CDC researchers link cancer cells from parasite to human tumors

Unique case raises questions about misdiagnosis and treatment
Scientists at the Centers for Disease Control and Prevention have discovered cancer cells originating in a common tapeworm may take root in people with weakened immune systems, causing cancer-like tumors. It is the first known case of a person becoming ill from cancer cells that arose in a parasite – in this case, Hymenolepis nana, the dwarf tapeworm.
The report, in the Nov. 5 issue of the New England Journal of Medicine, raises concern that other similar cases, if they occur, may be misdiagnosed as human cancer – especially in less developed countries where this tapeworm and immune-system-suppressing illnesses like HIV are widespread.
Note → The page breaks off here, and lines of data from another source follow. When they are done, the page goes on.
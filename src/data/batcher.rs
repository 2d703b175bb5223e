// ============================================================
// Layer 4 — Hand Batcher
// ============================================================
// Implements Burn's Batcher trait to stack a Vec<HandSample>
// into image and heatmap tensors.
//
//   Input:  N samples, images [C·H·W], heatmaps [K·h·w]
//   Output: images [N, C, H, W], heatmaps [N, K, h, w]
//
// All samples in a batch must share image and heatmap sizes,
// which holds for any single SampleSource.
//
// Reference: Burn Book §4 (Batcher)

use burn::{
    data::dataloader::batcher::Batcher,
    prelude::*,
};

use crate::data::dataset::HandSample;

// ─── HandBatch ────────────────────────────────────────────────────────────────
/// A batch of samples ready for the model forward pass.
#[derive(Debug, Clone)]
pub struct HandBatch<B: Backend> {
    /// Input images — shape: [batch_size, channels, img_size, img_size]
    pub images: Tensor<B, 4>,

    /// Target heatmaps — shape: [batch_size, keypoints, heatmap_size, heatmap_size]
    pub heatmaps: Tensor<B, 4>,
}

impl<B: Backend> HandBatch<B> {
    pub fn batch_size(&self) -> usize {
        self.images.dims()[0]
    }
}

// ─── HandBatcher ──────────────────────────────────────────────────────────────
/// Holds the target device so tensors are created on the right GPU/CPU.
#[derive(Clone, Debug)]
pub struct HandBatcher<B: Backend> {
    pub device: B::Device,
}

impl<B: Backend> HandBatcher<B> {
    pub fn new(device: B::Device) -> Self {
        Self { device }
    }
}

impl<B: Backend> Batcher<HandSample, HandBatch<B>> for HandBatcher<B> {
    fn batch(&self, items: Vec<HandSample>) -> HandBatch<B> {
        let batch_size   = items.len();
        let img_size     = items[0].img_size;
        let heatmap_size = items[0].heatmap_size;
        let channels     = items[0].channels();
        let keypoints    = items[0].num_keypoints();

        let image_flat: Vec<f32> = items
            .iter()
            .flat_map(|s| s.image.iter().copied())
            .collect();

        let heatmap_flat: Vec<f32> = items
            .iter()
            .flat_map(|s| s.heatmaps.iter().copied())
            .collect();

        let images = Tensor::<B, 1>::from_floats(image_flat.as_slice(), &self.device)
            .reshape([batch_size, channels, img_size, img_size]);

        let heatmaps = Tensor::<B, 1>::from_floats(heatmap_flat.as_slice(), &self.device)
            .reshape([batch_size, keypoints, heatmap_size, heatmap_size]);

        HandBatch { images, heatmaps }
    }
}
“We were amazed when we found this new type of disease – tapeworms growing inside a person essentially getting cancer that spreads to the person, causing tumors,” said Atis Muehlenbachs, M.D., Ph.D., staff pathologist in CDC’s Infectious Diseases Pathology Branch (IDPB) and lead author of the study. “We think this type of event is rare. However, this tapeworm is found worldwide and millions of people globally suffer from conditions like HIV that weaken their immune system. So there may be more cases that are unrecognized. It’s definitely an area that deserves more study.”